*** DATA FOR ANALYSIS

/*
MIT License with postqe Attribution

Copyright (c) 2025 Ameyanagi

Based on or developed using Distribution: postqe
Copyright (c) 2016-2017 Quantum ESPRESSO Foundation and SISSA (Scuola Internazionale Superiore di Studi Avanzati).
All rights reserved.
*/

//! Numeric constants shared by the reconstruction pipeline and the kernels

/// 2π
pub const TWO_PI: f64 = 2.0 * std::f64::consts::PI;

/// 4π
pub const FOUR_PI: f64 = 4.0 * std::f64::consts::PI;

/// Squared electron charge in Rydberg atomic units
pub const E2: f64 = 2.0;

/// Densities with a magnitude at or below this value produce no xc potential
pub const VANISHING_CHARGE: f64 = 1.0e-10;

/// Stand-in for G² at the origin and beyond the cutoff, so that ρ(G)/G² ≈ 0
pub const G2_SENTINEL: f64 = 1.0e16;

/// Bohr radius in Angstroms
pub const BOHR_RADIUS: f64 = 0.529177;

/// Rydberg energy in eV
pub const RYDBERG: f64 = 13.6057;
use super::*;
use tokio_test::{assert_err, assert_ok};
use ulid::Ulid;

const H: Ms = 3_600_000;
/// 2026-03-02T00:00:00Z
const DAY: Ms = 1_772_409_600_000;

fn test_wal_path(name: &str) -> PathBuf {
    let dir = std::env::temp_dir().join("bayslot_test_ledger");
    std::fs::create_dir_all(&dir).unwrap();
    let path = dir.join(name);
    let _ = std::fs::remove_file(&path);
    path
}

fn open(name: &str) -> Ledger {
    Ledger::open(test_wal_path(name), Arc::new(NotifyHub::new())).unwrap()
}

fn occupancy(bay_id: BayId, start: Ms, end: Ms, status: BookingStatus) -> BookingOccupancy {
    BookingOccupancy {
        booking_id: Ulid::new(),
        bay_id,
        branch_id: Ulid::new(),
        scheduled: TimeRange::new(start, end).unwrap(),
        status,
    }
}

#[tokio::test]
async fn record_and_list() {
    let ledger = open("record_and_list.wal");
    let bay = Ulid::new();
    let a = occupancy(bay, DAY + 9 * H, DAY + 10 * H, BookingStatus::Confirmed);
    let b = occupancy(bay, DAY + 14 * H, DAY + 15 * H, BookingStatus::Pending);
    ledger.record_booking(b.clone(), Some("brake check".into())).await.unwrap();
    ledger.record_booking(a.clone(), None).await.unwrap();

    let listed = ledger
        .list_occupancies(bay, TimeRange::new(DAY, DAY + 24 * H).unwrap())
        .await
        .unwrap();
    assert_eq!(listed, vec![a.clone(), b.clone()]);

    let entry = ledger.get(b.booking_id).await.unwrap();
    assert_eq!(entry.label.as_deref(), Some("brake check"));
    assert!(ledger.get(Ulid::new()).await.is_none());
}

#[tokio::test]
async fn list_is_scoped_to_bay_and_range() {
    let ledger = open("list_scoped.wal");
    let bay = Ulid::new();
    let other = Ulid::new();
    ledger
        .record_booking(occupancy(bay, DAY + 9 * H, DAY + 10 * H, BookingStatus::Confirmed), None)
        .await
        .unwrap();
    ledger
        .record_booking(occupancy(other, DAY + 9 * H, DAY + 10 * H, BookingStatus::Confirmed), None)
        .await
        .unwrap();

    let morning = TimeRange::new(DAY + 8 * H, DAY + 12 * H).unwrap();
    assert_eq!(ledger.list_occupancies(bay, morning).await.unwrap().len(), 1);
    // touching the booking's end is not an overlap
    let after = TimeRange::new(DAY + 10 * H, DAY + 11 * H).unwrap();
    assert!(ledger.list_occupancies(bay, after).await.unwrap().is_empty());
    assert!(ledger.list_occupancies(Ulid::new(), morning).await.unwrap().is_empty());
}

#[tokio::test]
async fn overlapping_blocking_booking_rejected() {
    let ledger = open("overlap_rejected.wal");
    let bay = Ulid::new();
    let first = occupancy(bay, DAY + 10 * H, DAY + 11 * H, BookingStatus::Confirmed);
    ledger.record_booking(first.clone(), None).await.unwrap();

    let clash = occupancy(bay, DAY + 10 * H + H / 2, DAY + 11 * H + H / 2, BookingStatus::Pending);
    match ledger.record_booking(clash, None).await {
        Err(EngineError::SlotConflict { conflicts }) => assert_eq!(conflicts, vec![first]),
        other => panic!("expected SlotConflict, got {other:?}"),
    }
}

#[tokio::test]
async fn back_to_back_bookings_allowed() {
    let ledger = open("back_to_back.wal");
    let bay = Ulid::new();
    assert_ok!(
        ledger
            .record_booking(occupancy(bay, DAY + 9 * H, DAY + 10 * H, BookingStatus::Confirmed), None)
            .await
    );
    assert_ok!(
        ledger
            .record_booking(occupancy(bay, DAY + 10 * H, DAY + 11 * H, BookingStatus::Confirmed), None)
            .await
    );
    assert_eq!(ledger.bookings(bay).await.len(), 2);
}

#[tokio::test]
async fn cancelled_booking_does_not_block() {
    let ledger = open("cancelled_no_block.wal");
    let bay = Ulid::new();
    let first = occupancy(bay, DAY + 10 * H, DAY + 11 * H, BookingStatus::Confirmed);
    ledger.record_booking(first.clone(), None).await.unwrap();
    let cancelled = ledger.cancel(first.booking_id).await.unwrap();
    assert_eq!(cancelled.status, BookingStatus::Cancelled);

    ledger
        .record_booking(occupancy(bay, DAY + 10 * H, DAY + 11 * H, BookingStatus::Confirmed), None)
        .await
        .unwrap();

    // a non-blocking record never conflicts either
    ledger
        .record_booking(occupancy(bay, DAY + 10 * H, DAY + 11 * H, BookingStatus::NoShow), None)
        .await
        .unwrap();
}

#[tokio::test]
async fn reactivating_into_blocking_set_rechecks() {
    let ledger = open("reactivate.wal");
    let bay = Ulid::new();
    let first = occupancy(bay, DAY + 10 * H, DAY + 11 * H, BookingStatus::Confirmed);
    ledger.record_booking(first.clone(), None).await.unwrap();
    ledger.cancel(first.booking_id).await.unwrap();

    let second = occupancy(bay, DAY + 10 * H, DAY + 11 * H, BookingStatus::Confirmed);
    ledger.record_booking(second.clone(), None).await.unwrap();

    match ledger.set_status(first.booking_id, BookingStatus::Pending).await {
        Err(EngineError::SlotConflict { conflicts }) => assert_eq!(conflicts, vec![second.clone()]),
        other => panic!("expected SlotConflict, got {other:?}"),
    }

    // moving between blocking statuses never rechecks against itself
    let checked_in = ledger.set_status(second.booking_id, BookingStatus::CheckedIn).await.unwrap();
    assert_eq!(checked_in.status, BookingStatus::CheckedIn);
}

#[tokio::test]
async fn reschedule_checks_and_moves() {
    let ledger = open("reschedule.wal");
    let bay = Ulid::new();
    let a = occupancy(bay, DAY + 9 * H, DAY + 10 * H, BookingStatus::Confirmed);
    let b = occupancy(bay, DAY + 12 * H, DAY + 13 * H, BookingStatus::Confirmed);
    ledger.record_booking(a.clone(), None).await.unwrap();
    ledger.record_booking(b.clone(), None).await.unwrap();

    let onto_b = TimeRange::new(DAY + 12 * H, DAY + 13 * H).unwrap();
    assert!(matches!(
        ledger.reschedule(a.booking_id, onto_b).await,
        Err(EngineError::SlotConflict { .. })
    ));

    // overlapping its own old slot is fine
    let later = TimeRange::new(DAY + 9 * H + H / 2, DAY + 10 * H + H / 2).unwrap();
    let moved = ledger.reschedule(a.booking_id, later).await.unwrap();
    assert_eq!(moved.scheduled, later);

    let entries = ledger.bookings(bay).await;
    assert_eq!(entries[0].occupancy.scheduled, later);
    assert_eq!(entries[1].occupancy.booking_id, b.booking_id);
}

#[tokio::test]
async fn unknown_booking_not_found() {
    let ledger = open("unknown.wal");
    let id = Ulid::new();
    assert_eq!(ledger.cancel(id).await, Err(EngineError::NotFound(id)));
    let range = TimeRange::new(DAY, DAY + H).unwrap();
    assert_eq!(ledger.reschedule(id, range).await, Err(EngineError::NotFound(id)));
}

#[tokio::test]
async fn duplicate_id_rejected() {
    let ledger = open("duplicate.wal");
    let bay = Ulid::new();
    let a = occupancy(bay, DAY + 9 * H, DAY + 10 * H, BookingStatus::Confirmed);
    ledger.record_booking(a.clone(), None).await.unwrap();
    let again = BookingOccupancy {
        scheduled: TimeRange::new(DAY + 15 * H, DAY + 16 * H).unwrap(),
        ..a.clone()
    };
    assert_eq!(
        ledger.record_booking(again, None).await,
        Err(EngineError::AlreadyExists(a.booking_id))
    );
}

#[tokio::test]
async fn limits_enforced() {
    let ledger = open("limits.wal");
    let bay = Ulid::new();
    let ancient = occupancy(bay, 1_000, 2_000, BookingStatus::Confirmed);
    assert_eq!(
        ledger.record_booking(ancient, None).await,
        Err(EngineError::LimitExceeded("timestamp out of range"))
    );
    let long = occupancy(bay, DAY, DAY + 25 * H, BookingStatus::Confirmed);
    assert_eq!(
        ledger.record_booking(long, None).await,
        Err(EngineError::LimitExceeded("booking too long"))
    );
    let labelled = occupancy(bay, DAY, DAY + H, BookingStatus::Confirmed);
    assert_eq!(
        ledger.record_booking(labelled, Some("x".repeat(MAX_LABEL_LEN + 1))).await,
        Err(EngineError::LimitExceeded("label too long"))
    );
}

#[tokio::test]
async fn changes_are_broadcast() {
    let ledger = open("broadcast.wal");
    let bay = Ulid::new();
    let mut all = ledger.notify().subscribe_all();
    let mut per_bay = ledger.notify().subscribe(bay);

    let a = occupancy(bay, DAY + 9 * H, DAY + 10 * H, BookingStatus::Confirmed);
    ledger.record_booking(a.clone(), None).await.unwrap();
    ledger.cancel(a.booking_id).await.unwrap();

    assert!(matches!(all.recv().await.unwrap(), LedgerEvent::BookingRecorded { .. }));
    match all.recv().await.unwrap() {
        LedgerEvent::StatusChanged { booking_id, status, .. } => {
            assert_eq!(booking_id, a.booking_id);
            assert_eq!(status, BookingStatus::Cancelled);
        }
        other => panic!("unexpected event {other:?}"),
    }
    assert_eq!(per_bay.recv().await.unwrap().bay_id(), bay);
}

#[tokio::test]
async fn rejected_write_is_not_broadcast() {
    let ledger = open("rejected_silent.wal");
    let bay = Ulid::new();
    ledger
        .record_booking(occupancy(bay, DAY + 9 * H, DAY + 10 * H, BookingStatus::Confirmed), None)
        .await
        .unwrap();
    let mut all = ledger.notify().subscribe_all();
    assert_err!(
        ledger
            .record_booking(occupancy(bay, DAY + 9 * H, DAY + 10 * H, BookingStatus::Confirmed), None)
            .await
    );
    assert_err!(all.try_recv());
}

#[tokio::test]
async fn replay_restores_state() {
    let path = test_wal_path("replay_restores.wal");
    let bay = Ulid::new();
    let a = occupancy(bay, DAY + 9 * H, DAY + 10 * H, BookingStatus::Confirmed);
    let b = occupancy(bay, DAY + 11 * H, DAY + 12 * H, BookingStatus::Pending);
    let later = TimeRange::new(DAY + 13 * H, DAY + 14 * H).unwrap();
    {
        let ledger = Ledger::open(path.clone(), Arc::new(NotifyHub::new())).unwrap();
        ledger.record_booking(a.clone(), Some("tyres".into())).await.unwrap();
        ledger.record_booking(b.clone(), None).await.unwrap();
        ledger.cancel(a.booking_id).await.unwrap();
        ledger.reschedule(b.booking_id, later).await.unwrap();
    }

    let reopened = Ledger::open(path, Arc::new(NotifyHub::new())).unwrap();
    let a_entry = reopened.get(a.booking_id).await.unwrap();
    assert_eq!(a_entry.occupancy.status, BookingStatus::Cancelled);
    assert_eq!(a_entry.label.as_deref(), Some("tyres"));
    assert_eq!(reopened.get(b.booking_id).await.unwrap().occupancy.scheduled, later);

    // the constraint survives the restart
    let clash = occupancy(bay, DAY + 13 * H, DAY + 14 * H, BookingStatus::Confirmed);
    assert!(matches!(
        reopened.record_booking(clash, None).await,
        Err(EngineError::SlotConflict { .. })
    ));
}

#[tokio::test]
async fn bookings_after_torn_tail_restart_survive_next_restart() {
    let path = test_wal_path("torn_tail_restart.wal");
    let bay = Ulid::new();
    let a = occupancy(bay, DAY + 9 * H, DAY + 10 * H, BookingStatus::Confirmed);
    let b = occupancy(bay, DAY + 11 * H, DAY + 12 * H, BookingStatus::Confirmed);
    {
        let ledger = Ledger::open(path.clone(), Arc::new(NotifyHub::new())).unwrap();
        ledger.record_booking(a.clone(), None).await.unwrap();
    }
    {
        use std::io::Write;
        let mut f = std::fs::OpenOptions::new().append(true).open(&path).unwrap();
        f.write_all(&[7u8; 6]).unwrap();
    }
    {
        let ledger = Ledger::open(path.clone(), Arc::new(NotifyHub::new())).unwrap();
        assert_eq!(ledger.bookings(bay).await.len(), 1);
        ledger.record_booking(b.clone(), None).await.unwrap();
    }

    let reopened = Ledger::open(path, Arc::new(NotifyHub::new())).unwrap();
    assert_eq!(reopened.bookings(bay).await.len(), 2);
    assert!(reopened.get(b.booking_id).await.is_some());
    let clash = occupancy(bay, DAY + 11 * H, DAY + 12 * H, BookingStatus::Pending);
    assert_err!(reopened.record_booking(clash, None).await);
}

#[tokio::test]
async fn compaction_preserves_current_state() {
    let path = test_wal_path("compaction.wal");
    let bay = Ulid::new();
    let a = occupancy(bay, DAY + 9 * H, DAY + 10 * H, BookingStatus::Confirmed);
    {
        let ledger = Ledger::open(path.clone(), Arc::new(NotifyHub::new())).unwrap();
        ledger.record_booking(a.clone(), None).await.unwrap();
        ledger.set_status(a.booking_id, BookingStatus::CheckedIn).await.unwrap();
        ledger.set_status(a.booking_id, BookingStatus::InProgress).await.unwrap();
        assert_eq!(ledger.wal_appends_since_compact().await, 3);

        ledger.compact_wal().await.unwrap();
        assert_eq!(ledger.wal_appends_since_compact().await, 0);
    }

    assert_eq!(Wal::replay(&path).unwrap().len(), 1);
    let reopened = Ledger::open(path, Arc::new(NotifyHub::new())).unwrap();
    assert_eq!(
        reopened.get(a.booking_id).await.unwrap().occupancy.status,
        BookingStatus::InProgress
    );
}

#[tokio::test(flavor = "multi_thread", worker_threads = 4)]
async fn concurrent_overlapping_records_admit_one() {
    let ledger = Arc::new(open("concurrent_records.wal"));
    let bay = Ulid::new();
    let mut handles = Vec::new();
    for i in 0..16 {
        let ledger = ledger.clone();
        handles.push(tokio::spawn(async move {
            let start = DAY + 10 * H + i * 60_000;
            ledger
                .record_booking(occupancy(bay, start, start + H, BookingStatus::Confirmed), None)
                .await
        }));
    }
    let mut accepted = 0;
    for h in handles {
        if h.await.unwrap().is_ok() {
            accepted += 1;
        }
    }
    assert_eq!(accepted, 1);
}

******
*** DATA FOR ANALYSIS

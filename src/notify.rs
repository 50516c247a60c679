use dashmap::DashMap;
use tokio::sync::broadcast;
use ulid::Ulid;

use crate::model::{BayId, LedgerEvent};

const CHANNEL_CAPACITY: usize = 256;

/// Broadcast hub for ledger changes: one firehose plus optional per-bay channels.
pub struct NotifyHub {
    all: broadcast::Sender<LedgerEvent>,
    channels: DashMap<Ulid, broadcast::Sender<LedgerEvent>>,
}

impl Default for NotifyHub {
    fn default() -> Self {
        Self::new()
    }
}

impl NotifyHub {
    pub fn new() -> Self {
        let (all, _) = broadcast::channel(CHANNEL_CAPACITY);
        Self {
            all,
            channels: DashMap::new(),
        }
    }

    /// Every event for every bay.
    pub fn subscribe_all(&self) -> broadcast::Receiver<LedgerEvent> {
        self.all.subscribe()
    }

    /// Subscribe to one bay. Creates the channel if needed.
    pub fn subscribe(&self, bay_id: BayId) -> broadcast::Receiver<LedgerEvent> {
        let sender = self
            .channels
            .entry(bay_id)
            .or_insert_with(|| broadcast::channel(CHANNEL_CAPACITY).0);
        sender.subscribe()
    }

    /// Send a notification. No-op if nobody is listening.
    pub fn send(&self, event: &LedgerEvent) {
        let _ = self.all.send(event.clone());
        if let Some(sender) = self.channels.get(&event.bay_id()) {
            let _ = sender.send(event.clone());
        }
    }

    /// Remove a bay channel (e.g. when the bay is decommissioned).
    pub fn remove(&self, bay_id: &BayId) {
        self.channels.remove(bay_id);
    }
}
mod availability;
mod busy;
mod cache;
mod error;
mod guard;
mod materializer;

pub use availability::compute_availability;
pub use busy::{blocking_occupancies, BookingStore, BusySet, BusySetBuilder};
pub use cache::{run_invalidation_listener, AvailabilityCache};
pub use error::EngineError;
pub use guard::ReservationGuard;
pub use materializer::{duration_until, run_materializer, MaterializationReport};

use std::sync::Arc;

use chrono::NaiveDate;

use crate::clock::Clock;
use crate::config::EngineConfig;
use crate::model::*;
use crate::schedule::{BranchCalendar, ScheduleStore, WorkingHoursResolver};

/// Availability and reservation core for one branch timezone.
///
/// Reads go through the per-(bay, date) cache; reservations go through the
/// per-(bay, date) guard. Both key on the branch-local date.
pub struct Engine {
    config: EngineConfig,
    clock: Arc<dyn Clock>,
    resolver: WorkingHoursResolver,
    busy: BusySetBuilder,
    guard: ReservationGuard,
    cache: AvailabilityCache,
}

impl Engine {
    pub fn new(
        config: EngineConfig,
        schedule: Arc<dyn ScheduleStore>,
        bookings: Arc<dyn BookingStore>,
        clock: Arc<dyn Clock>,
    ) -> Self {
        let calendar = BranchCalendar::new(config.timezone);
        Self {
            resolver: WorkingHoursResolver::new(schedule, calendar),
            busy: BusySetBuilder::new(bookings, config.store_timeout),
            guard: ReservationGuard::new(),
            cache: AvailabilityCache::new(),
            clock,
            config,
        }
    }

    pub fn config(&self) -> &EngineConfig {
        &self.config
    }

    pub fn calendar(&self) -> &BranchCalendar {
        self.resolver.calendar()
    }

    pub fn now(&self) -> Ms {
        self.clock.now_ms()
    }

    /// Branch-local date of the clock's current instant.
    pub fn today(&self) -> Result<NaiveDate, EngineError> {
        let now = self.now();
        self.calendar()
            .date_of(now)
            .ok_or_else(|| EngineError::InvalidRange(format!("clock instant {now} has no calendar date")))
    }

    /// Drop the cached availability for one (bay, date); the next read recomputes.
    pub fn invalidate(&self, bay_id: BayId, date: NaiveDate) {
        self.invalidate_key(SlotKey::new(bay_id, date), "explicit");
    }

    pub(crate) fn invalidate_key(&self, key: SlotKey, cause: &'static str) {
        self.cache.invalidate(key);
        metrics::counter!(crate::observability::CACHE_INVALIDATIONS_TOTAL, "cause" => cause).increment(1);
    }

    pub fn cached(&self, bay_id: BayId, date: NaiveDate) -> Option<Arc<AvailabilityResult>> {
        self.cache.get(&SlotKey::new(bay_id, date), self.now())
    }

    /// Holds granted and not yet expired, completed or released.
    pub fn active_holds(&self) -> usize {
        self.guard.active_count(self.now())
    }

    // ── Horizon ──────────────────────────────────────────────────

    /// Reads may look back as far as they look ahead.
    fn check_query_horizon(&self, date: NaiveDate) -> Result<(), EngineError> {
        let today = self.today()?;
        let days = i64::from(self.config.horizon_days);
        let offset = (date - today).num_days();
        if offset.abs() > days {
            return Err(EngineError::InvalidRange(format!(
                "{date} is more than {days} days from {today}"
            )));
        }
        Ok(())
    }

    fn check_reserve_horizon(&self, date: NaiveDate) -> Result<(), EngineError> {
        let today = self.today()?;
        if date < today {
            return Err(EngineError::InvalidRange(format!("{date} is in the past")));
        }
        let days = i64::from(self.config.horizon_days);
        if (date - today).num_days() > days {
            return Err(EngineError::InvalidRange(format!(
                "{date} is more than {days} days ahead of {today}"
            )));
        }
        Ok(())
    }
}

******

* YOUR INSTRUCTIONS
Find how many lines in the material above contain "Pending", and answer with that number only.

* OUTPUT BELOW
5